Mass transit requires a mass. Florence has a population under 10,000, which doesn't cut it. The Rhody Express runs for a few hours a day, shuttling a handful of people between a handful of locations in a loop. I don't know if they bother to collect fares and it wouldn't make a material difference. If the grants on which it operates dry up, it will vanish without a trace.
Disregarding this experience, people in Eugene and Florence are making noises about including us in LTD and running buses on the roughly 130 mile round trip between somewhere in Florence and downtown Eugene. If we paid the substantial payroll tax that funds LTD, about 1/150 of earnings, it might earn us four trips daily, five at most. This isn't enough for anyone to use regularly. Gaps would be about three hours and there wouldn't be evening services.

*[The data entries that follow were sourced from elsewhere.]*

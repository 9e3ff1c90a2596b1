//! One broadcast cycle: pick a fresh prize, retire it, and send its teaser to every user.
//!
//! Delivery goes through [`TeaserSink`] so the cycle itself knows nothing about
//! Telegram. Recipients are served sequentially with a fixed pause between
//! sends; a failed recipient is logged and skipped.

use async_trait::async_trait;
use std::time::Duration;

use crate::assets::AssetStore;
use crate::core::error::AppResult;
use crate::prizes::PrizeManager;
use crate::storage::Prize;

/// Destination for broadcast teasers.
#[async_trait]
pub trait TeaserSink: Send + Sync {
    /// Sends the teaser of `prize` to `user_id` together with a way to claim it.
    async fn send_teaser(&self, user_id: i64, prize: &Prize, teaser: &[u8]) -> AppResult<()>;
}

/// What happened during one cycle.
#[derive(Debug, Clone, PartialEq, Eq)]
pub struct BroadcastReport {
    pub prize: Prize,
    pub delivered: usize,
    pub failed: usize,
}

/// Runs a single broadcast cycle.
///
/// Returns `Ok(None)` when every prize has already been broadcast. The prize
/// is marked used before any message goes out, so a crash mid-cycle never
/// re-broadcasts it.
pub async fn run_broadcast_cycle<S>(
    manager: &PrizeManager,
    assets: &AssetStore,
    sink: &S,
    send_delay: Duration,
) -> AppResult<Option<BroadcastReport>>
where
    S: TeaserSink + ?Sized,
{
    let Some(prize) = manager.pick_unclaimed_prize()? else {
        log::info!("Broadcast skipped: no unused prizes left");
        return Ok(None);
    };

    manager.mark_used(prize.prize_id)?;

    let teaser = {
        let assets = assets.clone();
        let image = prize.image.clone();
        tokio::task::spawn_blocking(move || assets.read_teaser(&image)).await??
    };

    let users = manager.list_users()?;
    log::info!(
        "Broadcasting prize {} ({}) to {} user(s)",
        prize.prize_id,
        prize.image,
        users.len()
    );

    let mut delivered = 0;
    let mut failed = 0;
    for user_id in users {
        match sink.send_teaser(user_id, &prize, &teaser).await {
            Ok(()) => delivered += 1,
            Err(e) => {
                failed += 1;
                log::error!("Failed to send prize {} to user {}: {}", prize.prize_id, user_id, e);
            }
        }
        if !send_delay.is_zero() {
            tokio::time::sleep(send_delay).await;
        }
    }

    log::info!(
        "Broadcast of prize {} finished: {} delivered, {} failed",
        prize.prize_id,
        delivered,
        failed
    );

    Ok(Some(BroadcastReport {
        prize,
        delivered,
        failed,
    }))
}
//! prizecore - prize storage, claim logic and image rendering for prizebot
//!
//! # Module Structure
//!
//! - `core`: configuration, errors, logging
//! - `storage`: SQLite pool, migrations and queries
//! - `prizes`: prize lifecycle manager (registration, claims, unused → used)
//! - `imaging`: teaser blur, collage composition, JPEG encoding
//! - `assets`: original and teaser image directories
//! - `broadcast`: one broadcast cycle over a pluggable delivery sink
//! - `progress`: per-user progress collage

pub mod assets;
pub mod broadcast;
pub mod core;
pub mod imaging;
pub mod prizes;
pub mod progress;
pub mod storage;

// Re-export commonly used types for convenience
pub use assets::AssetStore;
pub use broadcast::{run_broadcast_cycle, BroadcastReport, TeaserSink};
pub use self::core::{config, AppError, AppResult};
pub use prizes::PrizeManager;
pub use progress::{build_progress, ProgressReport};
pub use storage::{create_pool, ClaimOutcome, DbPool, Prize};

A few dozen people would benefit from a tax of more than a half million dollars a year, imposed on thousands of workers. Why? You have to ask what the social contract is. We all need roads, fire protection and police, so we all pay. But intercity buses? It doesn't reduce pollution, it doesn't reduce congestion, and it doesn't make it possible to live in Florence without personal transportation. Why should a worker making $40,000 a year pay $250 for a service that is of no personal benefit?
The only thing I can think is that progressives feel a need to support any program that is labelled "mass transit," even if it isn't. The Register-Guard supports it because the RG favors all increases in taxes and government activity. Fortunately, there won't be enough others and this will die a quiet death.